YOUR ASSIGNMENT: Read through the entries below and return each line with the word "bool".
(INFORMATION SUPPLIED)
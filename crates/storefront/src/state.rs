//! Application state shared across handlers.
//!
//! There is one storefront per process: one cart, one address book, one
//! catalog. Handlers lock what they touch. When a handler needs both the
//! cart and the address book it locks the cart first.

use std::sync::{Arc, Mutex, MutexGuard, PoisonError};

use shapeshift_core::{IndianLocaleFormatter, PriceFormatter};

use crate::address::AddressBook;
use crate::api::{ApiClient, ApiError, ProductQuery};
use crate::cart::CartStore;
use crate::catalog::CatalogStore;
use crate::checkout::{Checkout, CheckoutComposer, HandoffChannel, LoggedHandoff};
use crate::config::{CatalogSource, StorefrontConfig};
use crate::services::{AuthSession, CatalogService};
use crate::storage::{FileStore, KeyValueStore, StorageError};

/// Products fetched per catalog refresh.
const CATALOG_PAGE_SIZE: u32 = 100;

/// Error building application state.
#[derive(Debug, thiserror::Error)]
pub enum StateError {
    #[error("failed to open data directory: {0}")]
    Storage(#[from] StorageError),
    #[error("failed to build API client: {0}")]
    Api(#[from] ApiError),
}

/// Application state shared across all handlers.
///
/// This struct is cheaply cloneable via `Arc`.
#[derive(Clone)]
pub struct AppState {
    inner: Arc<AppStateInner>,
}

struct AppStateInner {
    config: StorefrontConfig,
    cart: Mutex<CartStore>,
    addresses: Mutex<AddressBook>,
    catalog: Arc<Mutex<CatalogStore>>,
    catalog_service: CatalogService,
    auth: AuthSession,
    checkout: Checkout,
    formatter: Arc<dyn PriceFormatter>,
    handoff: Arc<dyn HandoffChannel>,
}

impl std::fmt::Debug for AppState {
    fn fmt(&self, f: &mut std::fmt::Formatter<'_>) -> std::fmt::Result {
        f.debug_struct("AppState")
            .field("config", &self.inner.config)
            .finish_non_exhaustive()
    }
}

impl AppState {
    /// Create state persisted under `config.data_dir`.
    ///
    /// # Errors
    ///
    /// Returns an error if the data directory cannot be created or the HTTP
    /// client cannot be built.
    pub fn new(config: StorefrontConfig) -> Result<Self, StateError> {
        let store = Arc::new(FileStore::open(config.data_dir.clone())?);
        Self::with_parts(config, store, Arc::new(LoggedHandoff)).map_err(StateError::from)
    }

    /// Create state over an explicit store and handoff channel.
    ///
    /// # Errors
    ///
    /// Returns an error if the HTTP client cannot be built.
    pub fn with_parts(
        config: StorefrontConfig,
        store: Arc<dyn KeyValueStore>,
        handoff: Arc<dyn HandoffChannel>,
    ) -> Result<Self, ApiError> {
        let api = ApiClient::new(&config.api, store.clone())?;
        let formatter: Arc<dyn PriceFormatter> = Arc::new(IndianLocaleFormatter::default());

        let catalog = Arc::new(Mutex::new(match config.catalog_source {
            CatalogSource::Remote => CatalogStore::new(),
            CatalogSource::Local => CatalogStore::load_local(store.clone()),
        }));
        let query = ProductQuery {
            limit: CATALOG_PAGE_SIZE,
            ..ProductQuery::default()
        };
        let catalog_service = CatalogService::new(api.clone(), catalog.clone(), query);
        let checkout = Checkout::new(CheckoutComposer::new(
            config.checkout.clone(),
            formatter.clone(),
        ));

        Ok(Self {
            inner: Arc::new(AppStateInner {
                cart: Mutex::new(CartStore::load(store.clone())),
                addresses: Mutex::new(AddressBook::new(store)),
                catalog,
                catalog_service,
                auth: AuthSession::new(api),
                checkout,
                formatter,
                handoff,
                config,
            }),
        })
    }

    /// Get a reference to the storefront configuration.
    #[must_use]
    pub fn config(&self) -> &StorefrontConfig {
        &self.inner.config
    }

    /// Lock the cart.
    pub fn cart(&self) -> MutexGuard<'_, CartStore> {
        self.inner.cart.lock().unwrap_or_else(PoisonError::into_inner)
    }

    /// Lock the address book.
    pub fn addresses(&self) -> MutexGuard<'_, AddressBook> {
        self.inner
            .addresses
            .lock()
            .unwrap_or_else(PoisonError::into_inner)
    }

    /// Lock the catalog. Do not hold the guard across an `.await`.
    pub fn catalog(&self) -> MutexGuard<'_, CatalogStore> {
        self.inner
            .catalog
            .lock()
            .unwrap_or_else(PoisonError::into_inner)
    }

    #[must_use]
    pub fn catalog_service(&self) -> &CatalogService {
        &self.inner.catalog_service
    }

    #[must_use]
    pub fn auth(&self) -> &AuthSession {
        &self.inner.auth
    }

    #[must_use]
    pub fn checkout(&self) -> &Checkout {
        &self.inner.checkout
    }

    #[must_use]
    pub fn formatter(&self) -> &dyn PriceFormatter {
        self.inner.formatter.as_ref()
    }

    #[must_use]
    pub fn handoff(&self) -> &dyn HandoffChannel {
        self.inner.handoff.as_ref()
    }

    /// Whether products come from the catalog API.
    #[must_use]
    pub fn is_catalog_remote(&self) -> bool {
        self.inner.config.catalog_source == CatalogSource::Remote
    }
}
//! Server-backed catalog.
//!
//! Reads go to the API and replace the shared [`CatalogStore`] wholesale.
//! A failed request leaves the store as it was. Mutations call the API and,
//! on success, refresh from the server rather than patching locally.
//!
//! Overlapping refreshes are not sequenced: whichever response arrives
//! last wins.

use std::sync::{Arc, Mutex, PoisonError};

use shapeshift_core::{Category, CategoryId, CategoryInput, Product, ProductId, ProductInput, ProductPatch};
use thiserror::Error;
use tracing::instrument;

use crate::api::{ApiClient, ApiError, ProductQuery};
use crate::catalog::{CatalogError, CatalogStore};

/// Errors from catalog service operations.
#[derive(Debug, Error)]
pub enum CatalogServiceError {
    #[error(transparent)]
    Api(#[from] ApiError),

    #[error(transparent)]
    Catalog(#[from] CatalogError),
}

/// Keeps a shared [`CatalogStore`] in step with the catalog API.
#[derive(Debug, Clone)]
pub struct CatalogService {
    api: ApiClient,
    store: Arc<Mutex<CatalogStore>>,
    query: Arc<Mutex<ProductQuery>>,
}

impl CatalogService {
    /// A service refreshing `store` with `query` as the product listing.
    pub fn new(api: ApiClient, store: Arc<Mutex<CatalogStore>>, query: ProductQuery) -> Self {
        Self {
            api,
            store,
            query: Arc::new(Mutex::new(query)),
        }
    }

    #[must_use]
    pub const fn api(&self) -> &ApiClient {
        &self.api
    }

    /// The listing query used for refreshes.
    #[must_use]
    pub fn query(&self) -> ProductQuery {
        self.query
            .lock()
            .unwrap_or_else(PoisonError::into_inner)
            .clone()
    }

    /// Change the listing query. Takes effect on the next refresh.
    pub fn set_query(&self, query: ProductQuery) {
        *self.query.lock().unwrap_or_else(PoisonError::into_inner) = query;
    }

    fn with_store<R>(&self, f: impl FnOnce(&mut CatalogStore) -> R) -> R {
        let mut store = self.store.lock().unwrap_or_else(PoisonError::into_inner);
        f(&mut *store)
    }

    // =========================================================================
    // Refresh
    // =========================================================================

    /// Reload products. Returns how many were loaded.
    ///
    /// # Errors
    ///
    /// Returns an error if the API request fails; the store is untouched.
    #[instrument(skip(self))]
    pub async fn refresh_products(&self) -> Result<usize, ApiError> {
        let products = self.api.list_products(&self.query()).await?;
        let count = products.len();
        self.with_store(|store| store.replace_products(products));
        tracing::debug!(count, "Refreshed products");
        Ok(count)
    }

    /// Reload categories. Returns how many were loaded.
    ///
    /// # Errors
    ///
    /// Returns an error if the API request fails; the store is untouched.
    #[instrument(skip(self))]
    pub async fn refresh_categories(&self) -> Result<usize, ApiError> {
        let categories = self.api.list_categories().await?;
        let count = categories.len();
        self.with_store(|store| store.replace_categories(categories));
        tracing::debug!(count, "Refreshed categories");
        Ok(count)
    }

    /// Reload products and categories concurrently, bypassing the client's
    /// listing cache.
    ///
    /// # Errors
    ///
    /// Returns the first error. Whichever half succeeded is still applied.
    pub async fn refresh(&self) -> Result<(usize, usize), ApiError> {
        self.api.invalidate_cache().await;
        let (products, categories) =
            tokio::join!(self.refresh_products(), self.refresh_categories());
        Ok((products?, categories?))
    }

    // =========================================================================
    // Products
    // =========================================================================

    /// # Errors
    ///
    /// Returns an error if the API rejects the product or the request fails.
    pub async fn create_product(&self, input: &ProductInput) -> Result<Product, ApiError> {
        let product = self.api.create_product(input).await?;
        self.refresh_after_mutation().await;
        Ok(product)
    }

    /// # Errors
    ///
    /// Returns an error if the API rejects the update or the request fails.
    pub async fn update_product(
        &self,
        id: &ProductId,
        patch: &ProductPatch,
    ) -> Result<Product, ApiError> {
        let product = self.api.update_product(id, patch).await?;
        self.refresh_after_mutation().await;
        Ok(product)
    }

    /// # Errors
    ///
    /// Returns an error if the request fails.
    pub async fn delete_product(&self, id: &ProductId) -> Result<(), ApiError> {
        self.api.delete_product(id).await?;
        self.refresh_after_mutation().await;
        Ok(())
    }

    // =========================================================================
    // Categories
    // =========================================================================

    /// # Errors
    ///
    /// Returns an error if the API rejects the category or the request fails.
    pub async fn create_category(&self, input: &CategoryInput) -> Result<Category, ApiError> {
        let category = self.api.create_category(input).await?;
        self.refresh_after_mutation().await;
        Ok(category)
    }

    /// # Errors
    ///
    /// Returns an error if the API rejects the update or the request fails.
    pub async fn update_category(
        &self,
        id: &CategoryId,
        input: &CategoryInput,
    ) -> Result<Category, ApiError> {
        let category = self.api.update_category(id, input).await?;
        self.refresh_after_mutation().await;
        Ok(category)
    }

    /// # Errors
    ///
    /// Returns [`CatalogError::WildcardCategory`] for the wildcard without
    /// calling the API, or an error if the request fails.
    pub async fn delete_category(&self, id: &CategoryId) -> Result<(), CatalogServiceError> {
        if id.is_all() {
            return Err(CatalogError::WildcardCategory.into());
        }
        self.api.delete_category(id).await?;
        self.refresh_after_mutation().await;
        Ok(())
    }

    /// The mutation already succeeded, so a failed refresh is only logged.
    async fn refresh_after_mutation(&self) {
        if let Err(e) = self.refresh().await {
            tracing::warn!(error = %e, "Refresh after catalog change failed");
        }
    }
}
(End INFORMATION SUPPLIED)
(INFORMATION SUPPLIED)
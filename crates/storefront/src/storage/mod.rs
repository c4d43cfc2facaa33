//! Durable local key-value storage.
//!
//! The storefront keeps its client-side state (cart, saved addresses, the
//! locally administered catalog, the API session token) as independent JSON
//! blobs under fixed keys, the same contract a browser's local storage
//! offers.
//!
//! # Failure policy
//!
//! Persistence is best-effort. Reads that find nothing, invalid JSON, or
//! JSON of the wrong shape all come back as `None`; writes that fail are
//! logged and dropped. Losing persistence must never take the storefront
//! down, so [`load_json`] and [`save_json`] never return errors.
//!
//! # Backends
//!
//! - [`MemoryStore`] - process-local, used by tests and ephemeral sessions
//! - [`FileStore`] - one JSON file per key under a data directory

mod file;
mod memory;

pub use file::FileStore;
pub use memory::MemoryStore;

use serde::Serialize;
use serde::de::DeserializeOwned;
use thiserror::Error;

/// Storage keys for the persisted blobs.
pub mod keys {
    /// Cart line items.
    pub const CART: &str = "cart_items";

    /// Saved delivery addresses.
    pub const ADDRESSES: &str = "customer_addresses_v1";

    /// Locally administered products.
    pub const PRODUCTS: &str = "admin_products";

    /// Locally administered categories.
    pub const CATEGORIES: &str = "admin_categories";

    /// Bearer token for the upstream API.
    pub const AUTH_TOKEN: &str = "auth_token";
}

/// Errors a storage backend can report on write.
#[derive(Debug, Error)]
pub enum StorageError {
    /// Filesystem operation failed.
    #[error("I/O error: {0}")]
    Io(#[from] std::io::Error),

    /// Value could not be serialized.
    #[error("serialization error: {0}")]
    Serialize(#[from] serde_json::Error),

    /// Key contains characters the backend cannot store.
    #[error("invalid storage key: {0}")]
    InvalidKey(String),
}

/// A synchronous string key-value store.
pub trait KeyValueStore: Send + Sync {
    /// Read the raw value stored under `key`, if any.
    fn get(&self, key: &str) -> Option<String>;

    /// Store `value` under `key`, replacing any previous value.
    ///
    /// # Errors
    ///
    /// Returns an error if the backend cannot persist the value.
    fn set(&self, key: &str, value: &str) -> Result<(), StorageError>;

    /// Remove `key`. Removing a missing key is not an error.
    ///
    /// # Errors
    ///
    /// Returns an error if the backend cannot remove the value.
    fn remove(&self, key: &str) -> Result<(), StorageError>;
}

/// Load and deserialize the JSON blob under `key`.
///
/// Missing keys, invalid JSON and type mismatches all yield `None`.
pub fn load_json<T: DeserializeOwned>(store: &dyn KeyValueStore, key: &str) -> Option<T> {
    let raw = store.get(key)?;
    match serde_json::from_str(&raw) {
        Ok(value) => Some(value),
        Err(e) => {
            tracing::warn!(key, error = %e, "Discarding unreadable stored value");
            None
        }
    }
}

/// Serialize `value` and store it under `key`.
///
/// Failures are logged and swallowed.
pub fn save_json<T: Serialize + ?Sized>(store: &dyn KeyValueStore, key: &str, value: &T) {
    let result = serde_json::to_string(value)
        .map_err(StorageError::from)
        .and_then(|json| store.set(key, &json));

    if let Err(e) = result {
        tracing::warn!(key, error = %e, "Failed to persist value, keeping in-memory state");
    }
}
(End INFORMATION SUPPLIED)
(INFORMATION SUPPLIED)
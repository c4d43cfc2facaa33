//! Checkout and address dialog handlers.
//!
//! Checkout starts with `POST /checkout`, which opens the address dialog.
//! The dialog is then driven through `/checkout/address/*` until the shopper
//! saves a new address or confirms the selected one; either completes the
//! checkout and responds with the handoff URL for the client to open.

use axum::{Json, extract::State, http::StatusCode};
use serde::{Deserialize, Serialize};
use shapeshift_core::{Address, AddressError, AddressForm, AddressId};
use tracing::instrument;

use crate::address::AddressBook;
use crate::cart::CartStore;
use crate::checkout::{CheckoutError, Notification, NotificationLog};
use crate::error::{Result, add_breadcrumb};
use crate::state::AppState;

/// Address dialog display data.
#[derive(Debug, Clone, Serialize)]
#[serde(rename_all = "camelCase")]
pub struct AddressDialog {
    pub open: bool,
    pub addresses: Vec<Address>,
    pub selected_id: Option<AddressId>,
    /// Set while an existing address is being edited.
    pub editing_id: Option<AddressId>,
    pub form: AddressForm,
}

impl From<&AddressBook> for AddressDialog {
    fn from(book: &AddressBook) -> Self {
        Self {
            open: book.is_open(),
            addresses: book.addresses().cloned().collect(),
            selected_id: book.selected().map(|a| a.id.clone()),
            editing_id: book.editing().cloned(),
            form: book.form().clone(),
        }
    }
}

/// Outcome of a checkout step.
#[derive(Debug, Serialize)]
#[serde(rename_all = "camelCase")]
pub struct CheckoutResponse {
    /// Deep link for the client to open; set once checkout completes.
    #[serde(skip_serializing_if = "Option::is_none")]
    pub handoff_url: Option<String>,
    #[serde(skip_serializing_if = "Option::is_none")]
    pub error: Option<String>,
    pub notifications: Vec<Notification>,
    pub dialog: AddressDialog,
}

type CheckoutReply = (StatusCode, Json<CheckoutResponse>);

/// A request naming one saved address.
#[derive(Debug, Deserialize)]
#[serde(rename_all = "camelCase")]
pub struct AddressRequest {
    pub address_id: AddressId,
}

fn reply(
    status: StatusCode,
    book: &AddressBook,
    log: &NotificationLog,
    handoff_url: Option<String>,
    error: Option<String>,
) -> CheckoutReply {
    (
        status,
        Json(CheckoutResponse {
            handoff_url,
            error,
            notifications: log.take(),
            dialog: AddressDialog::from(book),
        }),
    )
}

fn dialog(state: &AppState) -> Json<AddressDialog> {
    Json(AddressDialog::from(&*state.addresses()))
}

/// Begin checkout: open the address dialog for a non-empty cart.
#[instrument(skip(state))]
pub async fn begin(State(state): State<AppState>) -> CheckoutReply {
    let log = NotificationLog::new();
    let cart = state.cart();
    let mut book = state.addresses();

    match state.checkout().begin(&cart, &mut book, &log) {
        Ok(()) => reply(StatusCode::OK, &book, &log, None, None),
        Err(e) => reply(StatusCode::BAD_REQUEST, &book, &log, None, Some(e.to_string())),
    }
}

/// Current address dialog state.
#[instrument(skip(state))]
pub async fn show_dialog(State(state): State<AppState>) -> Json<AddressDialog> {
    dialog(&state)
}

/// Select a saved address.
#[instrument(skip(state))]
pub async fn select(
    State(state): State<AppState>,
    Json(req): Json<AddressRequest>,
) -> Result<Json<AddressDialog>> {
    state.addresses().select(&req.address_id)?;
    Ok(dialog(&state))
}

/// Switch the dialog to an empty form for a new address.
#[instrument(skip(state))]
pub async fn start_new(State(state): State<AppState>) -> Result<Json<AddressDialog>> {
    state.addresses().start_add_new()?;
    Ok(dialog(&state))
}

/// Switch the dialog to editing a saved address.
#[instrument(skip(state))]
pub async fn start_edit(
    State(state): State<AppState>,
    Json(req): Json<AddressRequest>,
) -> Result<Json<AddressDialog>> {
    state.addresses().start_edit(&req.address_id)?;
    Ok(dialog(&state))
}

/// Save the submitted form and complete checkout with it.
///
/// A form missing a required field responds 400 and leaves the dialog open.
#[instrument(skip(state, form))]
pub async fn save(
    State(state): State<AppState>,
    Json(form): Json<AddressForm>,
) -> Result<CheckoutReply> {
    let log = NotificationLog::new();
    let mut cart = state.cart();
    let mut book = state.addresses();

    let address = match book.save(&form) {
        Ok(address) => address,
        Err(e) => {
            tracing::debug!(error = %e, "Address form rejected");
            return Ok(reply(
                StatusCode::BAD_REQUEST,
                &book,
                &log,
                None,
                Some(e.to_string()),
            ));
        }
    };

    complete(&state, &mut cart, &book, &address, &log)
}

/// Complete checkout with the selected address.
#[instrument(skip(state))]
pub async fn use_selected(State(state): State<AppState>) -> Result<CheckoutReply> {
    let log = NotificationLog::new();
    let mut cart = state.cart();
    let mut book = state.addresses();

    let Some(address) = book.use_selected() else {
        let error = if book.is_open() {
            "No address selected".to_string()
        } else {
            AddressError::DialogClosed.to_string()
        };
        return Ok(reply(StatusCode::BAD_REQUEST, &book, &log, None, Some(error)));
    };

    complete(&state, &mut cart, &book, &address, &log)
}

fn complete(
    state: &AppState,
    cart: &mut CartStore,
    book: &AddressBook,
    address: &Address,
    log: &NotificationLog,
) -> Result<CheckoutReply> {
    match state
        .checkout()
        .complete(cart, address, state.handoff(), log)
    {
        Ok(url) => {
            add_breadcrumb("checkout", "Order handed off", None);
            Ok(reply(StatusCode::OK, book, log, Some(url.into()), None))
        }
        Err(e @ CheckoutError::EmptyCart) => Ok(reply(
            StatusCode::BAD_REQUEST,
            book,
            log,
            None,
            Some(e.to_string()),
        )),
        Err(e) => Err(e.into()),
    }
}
(End INFORMATION SUPPLIED)
THE COMPLETED TASK:
    pub fn is_catalog_remote(&self) -> bool {
    pub open: bool,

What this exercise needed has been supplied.